In the parables that Jesus gives us about prayer, we heard last week that there’s a surprising freedom in his approach. He’s quite happy to use the illustration of a widow badgering a dodgy judge to get justice, to encourage us to keep on praying and not to lose heart. The niceties about whether this implies that God is like a dodgy judge, don’t seem to worry him.

Before looking at today’s parable about prayer, I just want to turn briefly to our first reading from the prophet Jeremiah, because it’s a striking example of the intimacy and freedom that Jesus invites us to have with God.

Jeremiah too says it how it is.

At one point elsewhere he says to God: ‘Why is my pain unceasing, my wound incurable, refusing to be healed? Truly, you are to me like a deceitful brook, like waters that fail.’

Have we ever called God a deceitful brook?

At another point Jeremiah says to God: ‘Cursed be the day on which I was born! The day when my mother bore me, let it not be blessed! Cursed be the man who brought news to my father saying ‘A child is born to you, a son’.

Then Jeremiah goes on to ask: ‘Why did I come forth from the womb to see toil and sorrow, and spend my days in shame?’

And this morning we heard Jeremiah wonder whether God has lost his way, like a traveller in a foreign land? Or whether God is confused, like a mighty warrior who cannot give help?

Jeremiah too says it how it is. And I hear him saying to us: ‘Be real with God, and God will be real with you’.

Today though we heard another of Jesus’ parables on the subject of prayer, this time about a Pharisee and a tax-collector going up to the temple to pray. They’re not going there for a service but for a time of personal prayer.

And it’s a story not really about two kinds of people but more about two kinds of attitudes or ways of praying.

Yes, the first attitude begins by thanking God which is always a good place to start.
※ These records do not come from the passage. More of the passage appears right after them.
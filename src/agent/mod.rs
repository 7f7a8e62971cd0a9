//! Orchestrator - drives the route / dispatch / evaluate loop
//!
//! ROUTING → DISPATCHING ⇄ TOOL_EXECUTING → EVALUATING → (next handler | retry | done)
//!
//! One submit runs the loop until every planned handler has an accepted
//! draft, a handler or the evaluator needs caller input, or the iteration
//! cap is spent. The session is checkpointed at the end of every submit.

use crate::checkpoint::CheckpointStore;
use crate::error::{OrchestrationError, RoutingError};
use crate::evaluator::Evaluator;
use crate::handlers::{Handler, HandlerRegistry};
use crate::models::{
    Assignment, Contribution, Draft, ExecutionMode, FailureCause, FinalResult, HandlerId,
    HandlerOutcome, RoutingDecision, SubmitResponse, Verdict,
};
use crate::router::Router;
use crate::session::{PendingPlan, Session, SessionStatus, Turn};
use crate::tools::ToolRegistry;
use crate::Result;
use futures::future::join_all;
use std::collections::{BTreeMap, HashMap};
use std::future::Future;
use std::sync::Arc;
use tokio::sync::Mutex;
use tokio_util::sync::CancellationToken;
use tracing::{debug, error, info, warn};

pub const DEFAULT_MAX_ITERATIONS: u32 = 10;

#[derive(Debug, Clone, Copy, PartialEq, Eq)]
pub struct OrchestratorConfig {
    /// Routing→Evaluating cycles allowed per submit
    pub max_iterations: u32,
    /// On a handler failure, move on to the next planned handler if one remains
    pub advance_on_handler_failure: bool,
}

impl Default for OrchestratorConfig {
    fn default() -> Self {
        Self {
            max_iterations: DEFAULT_MAX_ITERATIONS,
            advance_on_handler_failure: true,
        }
    }
}

/// A handler outcome once its tool requests are resolved
#[derive(Debug)]
enum Work {
    Draft(Draft),
    NeedsInput(String),
    Failed(String),
    /// Carries the handler's last tool error, if any
    ToolRoundsExhausted(Option<String>),
}

impl Work {
    fn not_registered(handler: HandlerId) -> Self {
        Work::Failed(OrchestrationError::HandlerNotFound(handler.to_string()).to_string())
    }
}

/// Plan progress for the current submit
struct Run {
    task: String,
    decision: RoutingDecision,
    position: usize,
    accepted: Vec<Contribution>,
    iterations: u32,
    fanned_out: bool,
    prefetched: BTreeMap<usize, Work>,
}

impl Run {
    fn new(
        task: String,
        decision: RoutingDecision,
        position: usize,
        accepted: Vec<Contribution>,
    ) -> Self {
        Self {
            task,
            decision,
            position,
            accepted,
            iterations: 0,
            fanned_out: false,
            prefetched: BTreeMap::new(),
        }
    }

    fn pending(&self) -> PendingPlan {
        PendingPlan {
            task: self.task.clone(),
            decision: Some(self.decision.clone()),
            position: self.position,
            accepted: self.accepted.clone(),
        }
    }
}

/// How a submit ended, before it is written back to the session
enum Finish {
    Accepted(FinalResult),
    NeedsInput(String, PendingPlan),
    Failed(FailureCause, String),
}

/// Main orchestrator that coordinates routing, handlers, tools and evaluation
pub struct Orchestrator {
    router: Router,
    handlers: HandlerRegistry,
    tools: Arc<ToolRegistry>,
    evaluator: Box<dyn Evaluator>,
    checkpoints: Box<dyn CheckpointStore>,
    config: OrchestratorConfig,
    locks: Mutex<HashMap<String, Arc<Mutex<()>>>>,
}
But the Pharisee thanks God that he is not like other people – and goes on to spell out what he has done for God, rather than what God has done for him.

The little phrase ‘The Pharisee, standing by himself, was praying thus’ can also be translated ‘The Pharisee, standing, was praying these things to himself.’ Translated that way it shows how this way of praying is ultimately self-centred with God as an onlooker rather than a participant.

The other way of praying that the parable contrasts this with is more authentic and direct. The tax-collector doesn’t talk about himself by referring to others. He doesn’t even raise his eyes to heaven, let alone his hands in the traditional posture for prayer.

The tax-collector beats his breast in sorrow, not so much because of his own unworthiness, but because of his overwhelming sense of God’s mercy.

It’s an honest way of praying, centred on God.

And it reminds me of the Sermon on the Mount, where, in those lovely Beatitudes which Jesus gives us, he begins:

          ‘Blessed are the poor in spirit,

          for theirs is the kingdom of heaven.’

This second way of praying embodies just that. It’s a way of praying that’s ‘poor in spirit’ – God, be merciful to me, a sinner – and according to Jesus it’s spot on.

So what our scriptures witness to is an intimacy and a freedom with God, that God longs to share with us.

And when it comes to an A B C of how to pray, the contemporary Nike slogan puts it well: just do it!